- [About this task]
Some lines below hold "Beginner". Pick them out and copy them.

(Data records)
Segment Open

//! # Schema Store
//!
//! Table definitions for the seven Community Connect tables and the routines
//! that (re)build them.
//!
//! ## Drop / Create Order
//! Tables are dropped child-first (associations, then `event`, then `skill`,
//! `volunteer` and `organisation`) and created parent-first, so foreign keys
//! never point at a missing table.
//!
//! Named CHECK constraints let a failure be traced back to its rule (see
//! [`crate::error::Rule::from_sqlite_message`]).

use crate::error::ConnectResult;
use rusqlite::Connection;
use tracing::{debug, info};

/// Table names in creation (parent-first) order
pub const TABLES: [&str; 7] = [
    "organisation",
    "volunteer",
    "skill",
    "event",
    "volunteer_event",
    "volunteer_skill",
    "event_skill",
];

/// Table names in drop (child-first) order
pub const DROP_ORDER: [&str; 7] = [
    "event_skill",
    "volunteer_skill",
    "volunteer_event",
    "event",
    "skill",
    "volunteer",
    "organisation",
];

const CREATE_ORGANISATION: &str = r#"
CREATE TABLE organisation (
    org_id INTEGER PRIMARY KEY AUTOINCREMENT,
    org_name TEXT NOT NULL UNIQUE,
    contact_email TEXT NOT NULL
        CONSTRAINT ck_organisation_email
        CHECK (instr(contact_email, '@') > 1
               AND instr(substr(contact_email, instr(contact_email, '@')), '.') > 0),
    phone TEXT NOT NULL
        CONSTRAINT ck_organisation_phone CHECK (length(phone) >= 10),
    address TEXT NOT NULL,
    org_type TEXT NOT NULL
        CONSTRAINT ck_organisation_type_enum
        CHECK (org_type IN ('Charity', 'Community Group', 'Non-Profit', 'Government', 'Educational')),
    description TEXT
)"#;

const CREATE_VOLUNTEER: &str = r#"
CREATE TABLE volunteer (
    volunteer_id INTEGER PRIMARY KEY AUTOINCREMENT,
    first_name TEXT NOT NULL,
    last_name TEXT NOT NULL,
    date_of_birth DATE NOT NULL,
    email TEXT NOT NULL UNIQUE
        CONSTRAINT ck_volunteer_email
        CHECK (instr(email, '@') > 1
               AND instr(substr(email, instr(email, '@')), '.') > 0),
    phone TEXT NOT NULL
        CONSTRAINT ck_volunteer_phone CHECK (length(phone) >= 10),
    address TEXT NOT NULL,
    registration_date DATE NOT NULL DEFAULT (date('now'))
)"#;

const CREATE_SKILL: &str = r#"
CREATE TABLE skill (
    skill_id INTEGER PRIMARY KEY AUTOINCREMENT,
    skill_name TEXT NOT NULL UNIQUE,
    skill_description TEXT,
    skill_category TEXT NOT NULL
        CONSTRAINT ck_skill_category_enum
        CHECK (skill_category IN ('Medical', 'Administrative', 'Physical', 'Technical',
                                  'Communication', 'Educational', 'Creative'))
)"#;

const CREATE_EVENT: &str = r#"
CREATE TABLE event (
    event_id INTEGER PRIMARY KEY AUTOINCREMENT,
    org_id INTEGER NOT NULL REFERENCES organisation(org_id) ON DELETE CASCADE,
    event_name TEXT NOT NULL,
    description TEXT,
    start_date DATE NOT NULL,
    end_date DATE NOT NULL,
    location TEXT NOT NULL,
    max_volunteers INTEGER NOT NULL
        CONSTRAINT ck_event_capacity CHECK (max_volunteers > 0),
    CONSTRAINT ck_event_dates CHECK (end_date >= start_date)
)"#;

const CREATE_VOLUNTEER_EVENT: &str = r#"
CREATE TABLE volunteer_event (
    volunteer_id INTEGER NOT NULL REFERENCES volunteer(volunteer_id) ON DELETE CASCADE,
    event_id INTEGER NOT NULL REFERENCES event(event_id) ON DELETE CASCADE,
    registration_date DATE NOT NULL DEFAULT (date('now')),
    attendance_status TEXT NOT NULL DEFAULT 'Registered'
        CONSTRAINT ck_volunteer_event_status_enum
        CHECK (attendance_status IN ('Registered', 'Attended', 'No-Show', 'Cancelled')),
    PRIMARY KEY (volunteer_id, event_id)
)"#;

const CREATE_VOLUNTEER_SKILL: &str = r#"
CREATE TABLE volunteer_skill (
    volunteer_id INTEGER NOT NULL REFERENCES volunteer(volunteer_id) ON DELETE CASCADE,
    skill_id INTEGER NOT NULL REFERENCES skill(skill_id) ON DELETE CASCADE,
    proficiency_level TEXT NOT NULL
        CONSTRAINT ck_volunteer_skill_proficiency_enum
        CHECK (proficiency_level IN ('Beginner', 'Intermediate', 'Advanced', 'Expert')),
    years_experience INTEGER NOT NULL DEFAULT 0
        CONSTRAINT ck_volunteer_skill_years CHECK (years_experience >= 0),
    PRIMARY KEY (volunteer_id, skill_id)
)"#;

const CREATE_EVENT_SKILL: &str = r#"
CREATE TABLE event_skill (
    event_id INTEGER NOT NULL REFERENCES event(event_id) ON DELETE CASCADE,
    skill_id INTEGER NOT NULL REFERENCES skill(skill_id) ON DELETE CASCADE,
    priority TEXT NOT NULL
        CONSTRAINT ck_event_skill_priority_enum
        CHECK (priority IN ('Essential', 'Preferred', 'Bonus')),
    min_proficiency TEXT NOT NULL
        CONSTRAINT ck_event_skill_proficiency_enum
        CHECK (min_proficiency IN ('Beginner', 'Intermediate', 'Advanced', 'Expert')),
    PRIMARY KEY (event_id, skill_id)
)"#;

const CREATE_INDEXES: &str = r#"
CREATE INDEX idx_event_org ON event(org_id);
CREATE INDEX idx_volunteer_event_event ON volunteer_event(event_id);
CREATE INDEX idx_volunteer_skill_skill ON volunteer_skill(skill_id);
CREATE INDEX idx_event_skill_skill ON event_skill(skill_id);
"#;

/// Create statements in the same order as [`TABLES`]
const CREATE_STATEMENTS: [&str; 7] = [
    CREATE_ORGANISATION,
    CREATE_VOLUNTEER,
    CREATE_SKILL,
    CREATE_EVENT,
    CREATE_VOLUNTEER_EVENT,
    CREATE_VOLUNTEER_SKILL,
    CREATE_EVENT_SKILL,
];

/// Drops every table child-first, then recreates them with their constraints
pub fn create_schema(conn: &Connection) -> ConnectResult<()> {
    for table in DROP_ORDER {
        debug!("Dropping table: {}", table);
        conn.execute_batch(&format!("DROP TABLE IF EXISTS {}", table))?;
    }

    for (table, ddl) in TABLES.iter().zip(CREATE_STATEMENTS) {
        conn.execute_batch(ddl)?;
        debug!("Created table: {}", table);
    }
    conn.execute_batch(CREATE_INDEXES)?;

    info!("Schema created ({} tables)", TABLES.len());
    Ok(())
}

/// Names of the Community Connect tables that currently exist, sorted
pub fn table_names(conn: &Connection) -> ConnectResult<Vec<String>> {
    let mut stmt = conn.prepare(
        "SELECT name FROM sqlite_master
         WHERE type = 'table' AND name NOT LIKE 'sqlite_%'
         ORDER BY name",
    )?;
    let names = stmt
        .query_map([], |row| row.get::<_, String>(0))?
        .collect::<Result<Vec<_>, _>>()?;
    Ok(names
        .into_iter()
        .filter(|name| TABLES.contains(&name.as_str()))
        .collect())
}

/// True when all seven tables are present
pub fn schema_exists(conn: &Connection) -> ConnectResult<bool> {
    Ok(table_names(conn)?.len() == TABLES.len())
}

/// Row count per table, in [`TABLES`] order
pub fn row_counts(conn: &Connection) -> ConnectResult<Vec<(String, i64)>> {
    let mut counts = Vec::with_capacity(TABLES.len());
    for table in TABLES {
        let sql = format!("SELECT COUNT(*) FROM {}", table);
        let count: i64 = conn.query_row(&sql, [], |row| row.get(0))?;
        counts.push((table.to_string(), count));
    }
    Ok(counts)
}

#[cfg(test)]
mod tests {
    use super::*;
    use crate::error::{ConnectError, Rule};

    fn open() -> Connection {
        let conn = Connection::open_in_memory().unwrap();
        conn.execute_batch("PRAGMA foreign_keys=ON;").unwrap();
        create_schema(&conn).unwrap();
        conn
    }

    fn violation(err: rusqlite::Error) -> Rule {
        match ConnectError::from(err) {
            ConnectError::ConstraintViolation { rule } => rule,
            other => panic!("expected constraint violation, got {:?}", other),
        }
    }

    #[test]
    fn test_create_schema_builds_all_tables() {
        let conn = open();
        let mut expected: Vec<String> = TABLES.iter().map(|t| t.to_string()).collect();
        expected.sort();
        assert_eq!(table_names(&conn).unwrap(), expected);
        assert!(schema_exists(&conn).unwrap());
    }

    #[test]
    fn test_create_schema_is_repeatable() {
        let conn = open();
        conn.execute(
            "INSERT INTO skill (skill_name, skill_category) VALUES ('First Aid', 'Medical')",
            [],
        )
        .unwrap();
        create_schema(&conn).unwrap();
        assert!(row_counts(&conn).unwrap().iter().all(|(_, n)| *n == 0));
    }

    #[test]
    fn test_event_check_constraints_are_named() {
        let conn = open();
        conn.execute(
            "INSERT INTO organisation (org_name, contact_email, phone, address, org_type)
             VALUES ('Org', 'org@example.org', '0298765432', 'Sydney', 'Charity')",
            [],
        )
        .unwrap();

        let err = conn
            .execute(
                "INSERT INTO event (org_id, event_name, start_date, end_date, location, max_volunteers)
                 VALUES (1, 'Backwards', '2025-05-02', '2025-05-01', 'Park', 5)",
                [],
            )
            .unwrap_err();
        assert_eq!(violation(err), Rule::InvalidDateRange);

        let err = conn
            .execute(
                "INSERT INTO event (org_id, event_name, start_date, end_date, location, max_volunteers)
                 VALUES (1, 'Empty', '2025-05-01', '2025-05-01', 'Park', 0)",
                [],
            )
            .unwrap_err();
        assert_eq!(violation(err), Rule::InvalidCapacity);
    }

    #[test]
    fn test_unknown_enumeration_text_is_rejected() {
        let conn = open();
        let err = conn
            .execute(
                "INSERT INTO skill (skill_name, skill_category) VALUES ('Juggling', 'Circus')",
                [],
            )
            .unwrap_err();
        assert_eq!(violation(err), Rule::InvalidEnumeration);
    }
}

Segment Closed

- [Exercise solution]
        CHECK (proficiency_level IN ('Beginner', 'Intermediate', 'Advanced', 'Expert')),
        CHECK (min_proficiency IN ('Beginner', 'Intermediate', 'Advanced', 'Expert')),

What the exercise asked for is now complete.